Daniel sonríe por fin y Eduardo Wilde le acaricia la frente, nostálgico, porque ha compartido esa
vida de estudiantes felices, que le parece remota, soñada, irreal.

Una semana más tarde, el chico sale al patio. Alza en brazos a la gata gris y se apresura, titubeando
todavía, a visitar a su amigo Martinito. Su estupor y su desconsuelo corren por la casa, al advertir la
ausencia del hombrecito y que hay un hueco en el lugar del azulejo extraño. Madre y tías, criadas y
cocinera, se consultan inútilmente. Nadie sabe nada. Revolucionan las habitaciones, en pos de un
indicio, sin hallarlo. Daniel llora sin cesar. Se aproxima al brocal del aljibe, llorando, llorando, y
logra encaramarse y asomarse a su interior. Allá dentro todo es una fresca sombra y ni siquiera se
distingue a la tortuga, de modo que menos aun se ven los fragmentos del azulejo que en el fondo
descansan. Lo único que el pozo le ofrece es su propia imagen, reflejada en un espejo oscuro, la
imagen de un niño que llora.

El tiempo camina, remolón, y Daniel no olvida al hombrecito. Un día vienen a la casa dos hombres
con baldes, cepillos y escobas. Son los encargados de limpiar el pozo, y como en cada oportunidad
en que cumplen su tarea, ese es día de fiesta para las pardas, a quienes deslumbra el ajetreo de los
mulatos cantores que, semidesnudos, bajan a la cavidad profunda y se están ahí largo espacio,
baldeando y fregando. Los muchachos de la cuadra acuden. Saben que verán a la tortuga, quien
sólo entonces aparece por el patio, pesadota, perdida como un anacoreta a quien de pronto
trasladaran a un palacio de losas en ajedrez.

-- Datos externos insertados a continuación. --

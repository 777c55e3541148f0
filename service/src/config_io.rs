use std::path::{Path, PathBuf};

use vault_writer_core::config::VaultConfig;
use vault_writer_core::path::canonicalize_lenient;

const MAX_CONFIG_BYTES: usize = 4 * 1024 * 1024;

pub const CONFIG_PATH_ENV: &str = "VAULT_WRITER_CONFIG_PATH";
pub const LEGACY_CONFIG_PATH_ENV: &str = "KG_TOOLS_CONFIG_PATH";
pub const VAULT_PATH_ENV: &str = "VAULT_WRITER_VAULT_PATH";
pub const LEGACY_VAULT_PATH_ENV: &str = "KG_TOOLS_VAULT_PATH";

const DEFAULT_CONFIG_FILE: &str = "config.yaml";
const DEFAULT_VAULT_DIR: &str = "vault";

/// Inputs for locating the vault, from the command line.
#[derive(Debug, Clone)]
pub struct VaultSources {
    /// `--vault`; beats every other source.
    pub vault_override: Option<PathBuf>,
    /// `--config`; must exist when given.
    pub config_path: Option<PathBuf>,
    /// Anchor for relative vault paths and for the default config file.
    pub project_root: PathBuf,
}

pub fn load_config(path: impl AsRef<Path>) -> anyhow::Result<VaultConfig> {
    let path = path.as_ref();
    let bytes = std::fs::read(path)?;
    if bytes.len() > MAX_CONFIG_BYTES {
        anyhow::bail!(
            "config file is too large ({} bytes; max {} bytes)",
            bytes.len(),
            MAX_CONFIG_BYTES
        );
    }
    let raw = String::from_utf8(bytes)?;
    if raw.trim().is_empty() {
        return Ok(VaultConfig::default());
    }
    let ext = path.extension().and_then(|s| s.to_str());
    let config: VaultConfig = match ext {
        Some("yaml") | Some("yml") | None => serde_yaml::from_str(&raw)?,
        Some("toml") => toml::from_str(&raw)?,
        Some("json") => serde_json::from_str(&raw)?,
        Some(other) => anyhow::bail!("unsupported config extension: {other}"),
    };
    Ok(config)
}

/// Resolves the vault directory from, in order: `--vault`, the config file's `vault_path`,
/// `VAULT_WRITER_VAULT_PATH` (or the legacy name), then `<project_root>/vault`.
pub fn resolve_vault_path(
    sources: &VaultSources,
    env: impl Fn(&str) -> Option<String>,
) -> anyhow::Result<PathBuf> {
    let env = |key: &str| env(key).filter(|value| !value.trim().is_empty());
    let project_root = std::path::absolute(&sources.project_root)?;

    let from_file = match locate_config(sources, &env)? {
        Some(config_path) => {
            tracing::debug!(config = %config_path.display(), "loading vault config");
            load_config(&config_path)
                .map_err(|err| anyhow::anyhow!("{}: {err}", config_path.display()))?
                .vault_path
        }
        None => None,
    };

    let vault_path = sources
        .vault_override
        .clone()
        .or(from_file)
        .or_else(|| {
            env(VAULT_PATH_ENV)
                .or_else(|| env(LEGACY_VAULT_PATH_ENV))
                .map(PathBuf::from)
        })
        .unwrap_or_else(|| project_root.join(DEFAULT_VAULT_DIR));

    let vault_path = expand_home(&vault_path);
    let vault_path = if vault_path.is_absolute() {
        vault_path
    } else {
        project_root.join(vault_path)
    };
    Ok(canonicalize_lenient(&vault_path)?)
}

pub fn resolve_vault_path_from_env(sources: &VaultSources) -> anyhow::Result<PathBuf> {
    resolve_vault_path(sources, |key| std::env::var(key).ok())
}

fn locate_config(
    sources: &VaultSources,
    env: &impl Fn(&str) -> Option<String>,
) -> anyhow::Result<Option<PathBuf>> {
    if let Some(explicit) = &sources.config_path {
        let explicit = expand_home(explicit);
        if !explicit.is_file() {
            anyhow::bail!("config file not found: {}", explicit.display());
        }
        return Ok(Some(explicit));
    }

    if let Some(from_env) = env(CONFIG_PATH_ENV).or_else(|| env(LEGACY_CONFIG_PATH_ENV)) {
        let from_env = std::path::absolute(expand_home(Path::new(&from_env)))?;
        if from_env.is_file() {
            return Ok(Some(from_env));
        }
        tracing::warn!(
            config = %from_env.display(),
            "config file named by environment does not exist; ignoring"
        );
        return Ok(None);
    }

    let default = std::path::absolute(&sources.project_root)?.join(DEFAULT_CONFIG_FILE);
    Ok(default.is_file().then_some(default))
}

fn expand_home(path: &Path) -> PathBuf {
    let Ok(rest) = path.strip_prefix("~") else {
        return path.to_path_buf();
    };
    match dirs::home_dir() {
        Some(home) => home.join(rest),
        None => path.to_path_buf(),
    }
}

#[cfg(test)]
mod tests {
    use std::collections::HashMap;

    use super::*;

    fn sources(project_root: &Path) -> VaultSources {
        VaultSources {
            vault_override: None,
            config_path: None,
            project_root: project_root.to_path_buf(),
        }
    }

    fn env_from(pairs: &[(&str, &str)]) -> impl Fn(&str) -> Option<String> {
        let map: HashMap<String, String> = pairs
            .iter()
            .map(|(k, v)| (k.to_string(), v.to_string()))
            .collect();
        move |key| map.get(key).cloned()
    }

    fn canonical(path: &Path) -> PathBuf {
        canonicalize_lenient(&std::path::absolute(path).unwrap()).unwrap()
    }

    #[test]
    fn defaults_to_vault_under_project_root() {
        let dir = tempfile::tempdir().unwrap();
        let resolved = resolve_vault_path(&sources(dir.path()), env_from(&[])).unwrap();
        assert_eq!(resolved, canonical(&dir.path().join("vault")));
    }

    #[test]
    fn env_vault_path_beats_default() {
        let dir = tempfile::tempdir().unwrap();
        let resolved = resolve_vault_path(
            &sources(dir.path()),
            env_from(&[(LEGACY_VAULT_PATH_ENV, "legacy")]),
        )
        .unwrap();
        assert_eq!(resolved, canonical(&dir.path().join("legacy")));

        let resolved = resolve_vault_path(
            &sources(dir.path()),
            env_from(&[(VAULT_PATH_ENV, "new"), (LEGACY_VAULT_PATH_ENV, "legacy")]),
        )
        .unwrap();
        assert_eq!(resolved, canonical(&dir.path().join("new")));
    }

    #[test]
    fn config_file_beats_env_vault_path() {
        let dir = tempfile::tempdir().unwrap();
        std::fs::write(dir.path().join("config.yaml"), "vault_path: docs/vault\n").unwrap();

        let resolved = resolve_vault_path(
            &sources(dir.path()),
            env_from(&[(VAULT_PATH_ENV, "from-env")]),
        )
        .unwrap();
        assert_eq!(resolved, canonical(&dir.path().join("docs").join("vault")));
    }

    #[test]
    fn override_beats_config_file() {
        let dir = tempfile::tempdir().unwrap();
        std::fs::write(dir.path().join("config.yaml"), "vault_path: docs/vault\n").unwrap();
        let explicit = dir.path().join("explicit");

        let mut sources = sources(dir.path());
        sources.vault_override = Some(explicit.clone());
        let resolved = resolve_vault_path(&sources, env_from(&[])).unwrap();
        assert_eq!(resolved, canonical(&explicit));
    }

    #[test]
    fn config_path_from_env_is_used() {
        let dir = tempfile::tempdir().unwrap();
        let config = dir.path().join("custom.toml");
        std::fs::write(&config, "vault_path = \"/srv/vault\"\n").unwrap();

        let resolved = resolve_vault_path(
            &sources(dir.path()),
            env_from(&[(CONFIG_PATH_ENV, config.to_str().unwrap())]),
        )
        .unwrap();
        assert_eq!(resolved, canonical(Path::new("/srv/vault")));
    }

    #[test]
    fn missing_explicit_config_is_an_error() {
        let dir = tempfile::tempdir().unwrap();
        let mut sources = sources(dir.path());
        sources.config_path = Some(dir.path().join("nope.yaml"));
        assert!(resolve_vault_path(&sources, env_from(&[])).is_err());
    }

    #[test]
    fn missing_env_config_falls_back() {
        let dir = tempfile::tempdir().unwrap();
        let missing = dir.path().join("nope.yaml");
        let resolved = resolve_vault_path(
            &sources(dir.path()),
            env_from(&[(CONFIG_PATH_ENV, missing.to_str().unwrap())]),
        )
        .unwrap();
        assert_eq!(resolved, canonical(&dir.path().join("vault")));
    }

    #[test]
    fn empty_config_file_uses_defaults() {
        let dir = tempfile::tempdir().unwrap();
        std::fs::write(dir.path().join("config.yaml"), "\n").unwrap();
        let resolved = resolve_vault_path(&sources(dir.path()), env_from(&[])).unwrap();
        assert_eq!(resolved, canonical(&dir.path().join("vault")));
    }

    #[test]
    fn malformed_config_is_an_error() {
        let dir = tempfile::tempdir().unwrap();
        std::fs::write(dir.path().join("config.yaml"), "vault_path: [unclosed\n").unwrap();
        assert!(resolve_vault_path(&sources(dir.path()), env_from(&[])).is_err());
    }

    #[test]
    fn load_config_supports_json_and_rejects_unknown_extensions() {
        let dir = tempfile::tempdir().unwrap();
        let json = dir.path().join("config.json");
        std::fs::write(&json, r#"{"vault_path": "v"}"#).unwrap();
        assert_eq!(
            load_config(&json).unwrap().vault_path,
            Some(PathBuf::from("v"))
        );

        let ini = dir.path().join("config.ini");
        std::fs::write(&ini, "vault_path=v").unwrap();
        assert!(load_config(&ini).is_err());
    }

    #[test]
    fn home_prefix_is_expanded() {
        let Some(home) = dirs::home_dir() else {
            return;
        };
        assert_eq!(expand_home(Path::new("~/notes")), home.join("notes"));
        assert_eq!(expand_home(Path::new("/abs/~")), PathBuf::from("/abs/~"));
    }
}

Y Daniel es el más entusiasmado, pero algo enturbia
su alegría, pues hoy no le será dado, como el año anterior, presentar la tortuga a Martinito. En eso
cavila hasta que, repentinamente, uno de los hombres grita, desde la hondura, con voz de caverna:

-¡Ahí va algo, abarájenlo!

Y el chico recibe en las manos tendidas el azulejo intacto, con su hombrecito en el medio; intacto,
porque si un enano francés estampado en una cerámica puede burlar a la Muerte, es justo que
también puedan burlarla las lágrimas de un niño.